(1) Animal fibres which have to be bleached with peroxide of hydrogen must first be subjected to a treatment which renders them fit to be perfectly soaked with the solution. All fat, suet, and uncleanli-ness must be taken off. The best methods of doing this are soap baths and 3 to 5 per cent, carbonate of ammonia solutions, and in some cases other solvents, such as sulphide of carbon, benzine, ether, etc. For bleaching, the solution of peroxide of hydrogen, which is 3 per cent, by weight, or 10 per cent, by volume, is neutralized by means of a few drops of ammonia, and then used as a bleaching bath. If the bleaching has to be continuous, it is recommended to use several baths of different strengths, in which the goods are passed, beginning from the weaker bath. The light has to be kept off, and the temperature must not rise above 77° F. (25° C). Another method is to dip the cleaned goods in the solution of peroxide of hydrogen, in which they are left until soaked, and are then exposed to dry in a draught, the temperature not to rise above 68° F. (20° C.) The bleaching takes place energetically by the evaporation of the water and subsequent concentration of the peroxide.

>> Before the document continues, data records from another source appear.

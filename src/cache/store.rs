// Copyright (c) 2024-2025 Jesse Morgan / Morgan Forge
// SPDX-License-Identifier: AGPL-3.0-or-later

//! Cache admission, eviction and lookup.

use std::ffi::OsString;
use std::fs;
use std::io::ErrorKind;
use std::path::{Path, PathBuf};
use std::sync::{Arc, RwLock};

use chrono::Utc;
use serde::Serialize;

use super::entry::CacheEntry;
use super::index::CacheIndex;
use super::CacheError;
use crate::events::{CacheEvent, EventKind, EventLog};
use crate::security::{resilient_read, resilient_write};
use crate::types::{VideoDescriptor, VideoId};

/// Suffix of files that are still being downloaded.
pub const PART_SUFFIX: &str = ".part";

/// Temp name used while `target` is being written.
pub fn part_path(target: &Path) -> PathBuf {
    let mut name: OsString = target.as_os_str().to_owned();
    name.push(PART_SUFFIX);
    PathBuf::from(name)
}

/// Snapshot of cache usage.
#[derive(Debug, Clone, Copy, PartialEq, Eq, Serialize)]
pub struct CacheStats {
    pub entries: usize,
    pub completed: usize,
    pub in_progress: usize,
    pub total_bytes: u64,
    pub capacity_bytes: u64,
}

impl CacheStats {
    /// Used share of the budget, 0-100.
    pub fn usage_percent(&self) -> f64 {
        if self.capacity_bytes == 0 {
            return 0.0;
        }
        (self.total_bytes as f64 / self.capacity_bytes as f64) * 100.0
    }
}

/// Bounded on-disk video cache with least-recently-used eviction.
///
/// Only completed entries count against the budget and only completed
/// entries are ever evicted. Capacity is enforced at admission time.
pub struct CacheStore {
    dir: PathBuf,
    capacity: u64,
    index: RwLock<CacheIndex>,
    events: Arc<dyn EventLog>,
}

impl std::fmt::Debug for CacheStore {
    fn fmt(&self, f: &mut std::fmt::Formatter<'_>) -> std::fmt::Result {
        f.debug_struct("CacheStore")
            .field("dir", &self.dir)
            .field("capacity", &self.capacity)
            .finish_non_exhaustive()
    }
}

impl CacheStore {
    /// Open (creating if needed) the cache in `dir` with a byte budget.
    ///
    /// Rows of downloads interrupted by a previous crash are dropped together
    /// with their `.part` files.
    pub fn open(dir: impl AsRef<Path>, capacity: u64, events: Arc<dyn EventLog>) -> Result<Self, CacheError> {
        let store = Self::attach(dir, capacity, events)?;
        store.recover()?;
        Ok(store)
    }

    /// Open without crash recovery.
    ///
    /// For inspecting a cache that a running server may be writing to: its
    /// in-flight rows and `.part` files are left alone.
    pub fn attach(dir: impl AsRef<Path>, capacity: u64, events: Arc<dyn EventLog>) -> Result<Self, CacheError> {
        let dir = dir.as_ref();
        fs::create_dir_all(dir).map_err(|source| CacheError::io(dir, source))?;
        let dir = fs::canonicalize(dir).map_err(|source| CacheError::io(dir, source))?;

        let index = CacheIndex::load(&dir)?;
        Ok(Self {
            dir,
            capacity,
            index: RwLock::new(index),
            events,
        })
    }

    pub fn dir(&self) -> &Path {
        &self.dir
    }

    pub fn capacity_bytes(&self) -> u64 {
        self.capacity
    }

    /// Final on-disk location for a video's cached copy.
    pub fn target_path(&self, video: &VideoDescriptor) -> PathBuf {
        self.dir
            .join(format!("{}{}", video.id, video.media_kind().cache_extension()))
    }

    /// Path of a completed, present cached copy, refreshing its recency.
    ///
    /// A completed row whose file has disappeared is purged and reported as
    /// a miss. Rows of in-flight downloads are never returned.
    ///
    /// Runs on every playback request, so it only changes the in-memory
    /// index. The change reaches disk with the next download write or
    /// [`CacheStore::flush`].
    pub fn lookup(&self, video_id: VideoId) -> Option<PathBuf> {
        let mut index = resilient_write(&self.index);

        let (completed, path) = match index.entries.get(&video_id) {
            Some(entry) => (entry.completed, entry.path.clone()),
            None => return None,
        };
        if !completed {
            return None;
        }

        if !path.is_file() {
            index.entries.remove(&video_id);
            index.dirty = true;
            drop(index);
            self.events.record(CacheEvent::for_video(
                EventKind::StalePurged,
                video_id,
                format!("Purged stale cache entry for video {}: file missing", video_id),
            ));
            return None;
        }

        let seq = index.next_access_seq();
        if let Some(entry) = index.entries.get_mut(&video_id) {
            entry.touch(seq);
        }
        index.dirty = true;
        Some(path)
    }

    /// Whether a completed row with its file present exists. Does not touch recency.
    pub fn is_cached(&self, video_id: VideoId) -> bool {
        resilient_read(&self.index)
            .entries
            .get(&video_id)
            .is_some_and(|e| e.completed && e.path.is_file())
    }

    /// Write recency and purge changes made by [`CacheStore::lookup`].
    pub fn flush(&self) -> Result<(), CacheError> {
        let mut index = resilient_write(&self.index);
        if !index.dirty {
            return Ok(());
        }
        index.save(&self.dir)
    }

    /// Make room for a file of `size_bytes`.
    ///
    /// Refuses outright when the file alone exceeds capacity. Otherwise
    /// evicts completed entries, least recently accessed first, until the
    /// file fits or nothing evictable remains. Returns whether it now fits.
    pub fn admit(&self, video_id: VideoId, size_bytes: u64) -> bool {
        if size_bytes > self.capacity {
            tracing::debug!(video_id = %video_id, size_bytes, capacity = self.capacity, "File larger than cache capacity");
            return false;
        }

        let mut index = resilient_write(&self.index);
        let mut events = Vec::new();
        let mut changed = self.purge_missing(&mut index, &mut events);

        let mut total = index.completed_bytes();
        let victims: Vec<(VideoId, PathBuf, u64)> = index
            .completed_by_recency()
            .into_iter()
            .map(|e| (e.video_id, e.path.clone(), e.size_bytes))
            .collect();

        for (victim_id, path, size) in victims {
            if total.saturating_add(size_bytes) <= self.capacity {
                break;
            }
            remove_file_quietly(&path);
            index.entries.remove(&victim_id);
            total = total.saturating_sub(size);
            changed = true;
            events.push(CacheEvent::for_video(
                EventKind::Evicted,
                victim_id,
                format!("Evicted cache video {} ({} bytes)", victim_id, size),
            ));
        }

        if changed {
            self.persist(&mut index);
        }
        drop(index);

        for event in events {
            self.events.record(event);
        }

        let fits = total.saturating_add(size_bytes) <= self.capacity;
        if !fits {
            tracing::debug!(video_id = %video_id, total, size_bytes, "Eviction could not free enough space");
        }
        fits
    }

    /// Record download intent before any bytes are written.
    pub fn begin_write(&self, video_id: VideoId, target: &Path, expected_size: u64) -> Result<(), CacheError> {
        let mut index = resilient_write(&self.index);
        let seq = index.next_access_seq();
        match index.entries.get_mut(&video_id) {
            Some(entry) => {
                entry.path = target.to_path_buf();
                entry.size_bytes = expected_size;
                entry.completed = false;
                entry.updated_at = Utc::now();
            }
            None => {
                index.entries.insert(
                    video_id,
                    CacheEntry::pending(video_id, target.to_path_buf(), expected_size, seq),
                );
            }
        }
        index.save(&self.dir)
    }

    /// Flip a row to completed. `final_path` must already hold the whole file.
    pub fn commit(&self, video_id: VideoId, final_size: u64, final_path: &Path) -> Result<(), CacheError> {
        if !final_path.is_file() {
            return Err(CacheError::MissingFile {
                video_id: video_id.0,
                path: final_path.to_path_buf(),
            });
        }

        let mut index = resilient_write(&self.index);
        let seq = index.next_access_seq();
        let entry = index
            .entries
            .entry(video_id)
            .or_insert_with(|| CacheEntry::pending(video_id, final_path.to_path_buf(), final_size, seq));
        entry.path = final_path.to_path_buf();
        entry.size_bytes = final_size;
        entry.completed = true;
        entry.touch(seq);
        index.save(&self.dir)
    }

    /// Drop the row of a failed download. Completed rows are left alone.
    pub fn abort_write(&self, video_id: VideoId) {
        let mut index = resilient_write(&self.index);
        let pending = index
            .entries
            .get(&video_id)
            .map(|e| !e.completed)
            .unwrap_or(false);
        if pending {
            index.entries.remove(&video_id);
            self.persist(&mut index);
        }
    }

    /// Sum of sizes over completed entries.
    pub fn total_bytes(&self) -> u64 {
        resilient_read(&self.index).completed_bytes()
    }

    /// Row for a video, completed or not.
    pub fn entry(&self, video_id: VideoId) -> Option<CacheEntry> {
        resilient_read(&self.index).entries.get(&video_id).cloned()
    }

    /// All rows, ordered by video id.
    pub fn entries(&self) -> Vec<CacheEntry> {
        resilient_read(&self.index).entries.values().cloned().collect()
    }

    pub fn stats(&self) -> CacheStats {
        let index = resilient_read(&self.index);
        let completed = index.entries.values().filter(|e| e.completed).count();
        CacheStats {
            entries: index.entries.len(),
            completed,
            in_progress: index.entries.len() - completed,
            total_bytes: index.completed_bytes(),
            capacity_bytes: self.capacity,
        }
    }

    /// Remove every completed entry and its file. Rows of downloads in
    /// progress are kept so their commit still lands.
    ///
    /// Returns the number of entries and bytes removed.
    pub fn clear(&self) -> Result<(usize, u64), CacheError> {
        let mut index = resilient_write(&self.index);
        let completed: Vec<(VideoId, PathBuf, u64)> = index
            .entries
            .values()
            .filter(|e| e.completed)
            .map(|e| (e.video_id, e.path.clone(), e.size_bytes))
            .collect();

        let mut bytes = 0u64;
        for (video_id, path, size) in &completed {
            remove_file_quietly(path);
            index.entries.remove(video_id);
            bytes = bytes.saturating_add(*size);
        }
        index.save(&self.dir)?;
        tracing::info!(entries = completed.len(), bytes, "Cleared video cache");
        Ok((completed.len(), bytes))
    }

    /// Drop incomplete rows and stray `.part` files left by a crash.
    fn recover(&self) -> Result<(), CacheError> {
        let mut index = resilient_write(&self.index);

        let interrupted: Vec<(VideoId, PathBuf)> = index
            .entries
            .values()
            .filter(|e| !e.completed)
            .map(|e| (e.video_id, e.path.clone()))
            .collect();
        for (video_id, path) in &interrupted {
            remove_file_quietly(&part_path(path));
            index.entries.remove(video_id);
            tracing::info!(video_id = %video_id, "Dropped interrupted cache download");
        }

        let read_dir = fs::read_dir(&self.dir).map_err(|source| CacheError::io(&self.dir, source))?;
        for dir_entry in read_dir.flatten() {
            let path = dir_entry.path();
            let is_part = path
                .file_name()
                .and_then(|n| n.to_str())
                .map(|n| n.ends_with(PART_SUFFIX))
                .unwrap_or(false);
            if is_part {
                tracing::debug!("Removing orphan partial file {:?}", path);
                remove_file_quietly(&path);
            }
        }

        if !interrupted.is_empty() {
            index.save(&self.dir)?;
        }
        Ok(())
    }

    /// Remove completed rows whose file is gone. Returns whether any were removed.
    fn purge_missing(&self, index: &mut CacheIndex, events: &mut Vec<CacheEvent>) -> bool {
        let missing: Vec<VideoId> = index
            .entries
            .values()
            .filter(|e| e.completed && !e.path.is_file())
            .map(|e| e.video_id)
            .collect();
        for video_id in &missing {
            index.entries.remove(video_id);
            events.push(CacheEvent::for_video(
                EventKind::StalePurged,
                *video_id,
                format!("Purged stale cache entry for video {}: file missing", video_id),
            ));
        }
        !missing.is_empty()
    }

    /// Best-effort save for paths where the caller cannot act on failure.
    fn persist(&self, index: &mut CacheIndex) {
        if let Err(e) = index.save(&self.dir) {
            tracing::warn!("Failed to persist cache index: {}", e);
        }
    }
}

fn remove_file_quietly(path: &Path) {
    match fs::remove_file(path) {
        Ok(()) => {}
        Err(e) if e.kind() == ErrorKind::NotFound => {}
        Err(e) => tracing::warn!("Failed to remove cached file {:?}: {}", path, e),
    }
}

(2) The use of bisulphite of soda has proved to be superior to the old method of bleaching in sulphur ovens. The process with the bisulphite requires 6 to 8 hours, and therefore the sulphur bleachers have been slow to adopt it, the sulphur method occupying less time. The following suggestions are made: - Prepare an ordinary dilute solution of soda bisulphite, with the necessary quantity of sulphuric acid, and use the following apparatus, which is on the same principle as that used in the cotton bleaching process in the Barlow kiers. A large cask, with sufficient strength to withstand some steam pressure, is previously filled with thoroughly moistened fibre and tightly pressed in. The prepared solution of soda bisulphite and sulphuric acid, not marking more than 7° Tw. is allowed to enter and soak through the whole lot of fibre; after 5 or 10 minutes' contact, steam is turned on, which presses the solution through the perforated pipe in the centre of the cask and out of the apparatus. The fibre is taken out and aired, by which the bleaching process will not be interrupted; and when nearly dry it is entered a seeond time. Probably 3 or 4 manipulations would suffice to finish the bleaching, and would not occupy more than 2 hours.

The waste liquor is collected, and made up to the first strength for re-use. (' Textile Colourist.').